AIM OF THE TASK: From the entries that follow, extract each line holding the string "self".

[Opening DATA section]

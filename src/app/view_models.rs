use super::*;

impl SurveyApp {
    /// Filas para la tabla de resumen, en el orden de las categorías.
    pub fn summary_rows(&self) -> Vec<CategoryRow> {
        self.levels
            .iter()
            .map(|(category, level)| CategoryRow {
                category: category.to_owned(),
                level,
                max_level: self.catalog.max_level(category),
            })
            .collect()
    }
}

[Closing DATA section]

TASK OUTPUT:
    pub fn summary_rows(&self) -> Vec<CategoryRow> {
        self.levels
                max_level: self.catalog.max_level(category),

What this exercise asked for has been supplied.